▶ [Instructions for the task]: Your response should consist of the data that follows, repeated in full without alteration.

======== Record excerpts

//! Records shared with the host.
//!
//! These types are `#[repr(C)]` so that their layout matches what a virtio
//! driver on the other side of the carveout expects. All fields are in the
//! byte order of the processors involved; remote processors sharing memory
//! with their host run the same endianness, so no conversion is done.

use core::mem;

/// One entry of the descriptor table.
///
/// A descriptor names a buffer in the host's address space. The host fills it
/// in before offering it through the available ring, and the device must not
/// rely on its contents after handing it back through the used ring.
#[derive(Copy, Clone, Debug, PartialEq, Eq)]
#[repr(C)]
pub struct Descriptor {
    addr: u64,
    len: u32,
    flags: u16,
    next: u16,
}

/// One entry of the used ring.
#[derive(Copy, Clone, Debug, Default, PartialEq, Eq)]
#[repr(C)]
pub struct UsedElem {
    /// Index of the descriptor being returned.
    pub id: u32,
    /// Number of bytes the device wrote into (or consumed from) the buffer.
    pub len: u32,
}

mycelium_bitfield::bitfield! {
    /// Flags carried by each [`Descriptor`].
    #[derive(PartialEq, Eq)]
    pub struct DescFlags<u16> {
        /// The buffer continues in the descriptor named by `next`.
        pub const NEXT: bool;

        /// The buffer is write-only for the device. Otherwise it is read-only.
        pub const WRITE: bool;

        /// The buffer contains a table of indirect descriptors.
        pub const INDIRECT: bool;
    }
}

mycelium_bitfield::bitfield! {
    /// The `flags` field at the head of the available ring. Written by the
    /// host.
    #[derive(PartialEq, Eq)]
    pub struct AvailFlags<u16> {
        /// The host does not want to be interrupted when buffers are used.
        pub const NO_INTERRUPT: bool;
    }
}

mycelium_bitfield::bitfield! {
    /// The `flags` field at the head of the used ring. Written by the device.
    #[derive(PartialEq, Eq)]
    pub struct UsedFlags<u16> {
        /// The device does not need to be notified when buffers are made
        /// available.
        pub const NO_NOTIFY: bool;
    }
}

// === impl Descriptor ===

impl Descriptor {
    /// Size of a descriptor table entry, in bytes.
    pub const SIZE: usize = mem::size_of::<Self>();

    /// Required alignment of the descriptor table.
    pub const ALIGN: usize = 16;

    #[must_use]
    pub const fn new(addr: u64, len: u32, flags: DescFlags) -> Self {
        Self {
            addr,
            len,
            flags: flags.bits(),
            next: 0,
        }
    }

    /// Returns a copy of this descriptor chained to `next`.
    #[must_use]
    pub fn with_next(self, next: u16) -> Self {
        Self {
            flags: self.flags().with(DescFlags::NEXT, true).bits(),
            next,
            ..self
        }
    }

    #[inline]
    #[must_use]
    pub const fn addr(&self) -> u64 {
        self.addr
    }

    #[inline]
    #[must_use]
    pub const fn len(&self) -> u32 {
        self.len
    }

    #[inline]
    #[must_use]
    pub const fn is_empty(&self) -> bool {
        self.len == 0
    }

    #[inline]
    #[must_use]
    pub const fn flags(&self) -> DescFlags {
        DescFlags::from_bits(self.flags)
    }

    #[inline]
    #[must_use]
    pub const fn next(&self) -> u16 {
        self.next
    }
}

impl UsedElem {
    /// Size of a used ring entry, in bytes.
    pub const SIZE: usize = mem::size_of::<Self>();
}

================

▶ [Answer for the task]:
//! Records shared with the host.
//!
//! These types are `#[repr(C)]` so that their layout matches what a virtio
//! driver on the other side of the carveout expects. All fields are in the
//! byte order of the processors involved; remote processors sharing memory
//! with their host run the same endianness, so no conversion is done.

use core::mem;

/// One entry of the descriptor table.
///
/// A descriptor names a buffer in the host's address space. The host fills it
/// in before offering it through the available ring, and the device must not
/// rely on its contents after handing it back through the used ring.
#[derive(Copy, Clone, Debug, PartialEq, Eq)]
#[repr(C)]
pub struct Descriptor {
    addr: u64,
    len: u32,
    flags: u16,
    next: u16,
}

/// One entry of the used ring.
#[derive(Copy, Clone, Debug, Default, PartialEq, Eq)]
#[repr(C)]
pub struct UsedElem {
    /// Index of the descriptor being returned.
    pub id: u32,
    /// Number of bytes the device wrote into (or consumed from) the buffer.
    pub len: u32,
}

mycelium_bitfield::bitfield! {
    /// Flags carried by each [`Descriptor`].
    #[derive(PartialEq, Eq)]
    pub struct DescFlags<u16> {
        /// The buffer continues in the descriptor named by `next`.
        pub const NEXT: bool;

        /// The buffer is write-only for the device. Otherwise it is read-only.
        pub const WRITE: bool;

        /// The buffer contains a table of indirect descriptors.
        pub const INDIRECT: bool;
    }
}

mycelium_bitfield::bitfield! {
    /// The `flags` field at the head of the available ring. Written by the
    /// host.
    #[derive(PartialEq, Eq)]
    pub struct AvailFlags<u16> {
        /// The host does not want to be interrupted when buffers are used.
        pub const NO_INTERRUPT: bool;
    }
}

mycelium_bitfield::bitfield! {
    /// The `flags` field at the head of the used ring. Written by the device.
    #[derive(PartialEq, Eq)]
    pub struct UsedFlags<u16> {
        /// The device does not need to be notified when buffers are made
        /// available.
        pub const NO_NOTIFY: bool;
    }
}

// === impl Descriptor ===

impl Descriptor {
    /// Size of a descriptor table entry, in bytes.
    pub const SIZE: usize = mem::size_of::<Self>();

    /// Required alignment of the descriptor table.
    pub const ALIGN: usize = 16;

    #[must_use]
    pub const fn new(addr: u64, len: u32, flags: DescFlags) -> Self {
        Self {
            addr,
            len,
            flags: flags.bits(),
            next: 0,
        }
    }

    /// Returns a copy of this descriptor chained to `next`.
    #[must_use]
    pub fn with_next(self, next: u16) -> Self {
        Self {
            flags: self.flags().with(DescFlags::NEXT, true).bits(),
            next,
            ..self
        }
    }

    #[inline]
    #[must_use]
    pub const fn addr(&self) -> u64 {
        self.addr
    }

    #[inline]
    #[must_use]
    pub const fn len(&self) -> u32 {
        self.len
    }

    #[inline]
    #[must_use]
    pub const fn is_empty(&self) -> bool {
        self.len == 0
    }

    #[inline]
    #[must_use]
    pub const fn flags(&self) -> DescFlags {
        DescFlags::from_bits(self.flags)
    }

    #[inline]
    #[must_use]
    pub const fn next(&self) -> u16 {
        self.next
    }
}

impl UsedElem {
    /// Size of a used ring entry, in bytes.
    pub const SIZE: usize = mem::size_of::<Self>();
}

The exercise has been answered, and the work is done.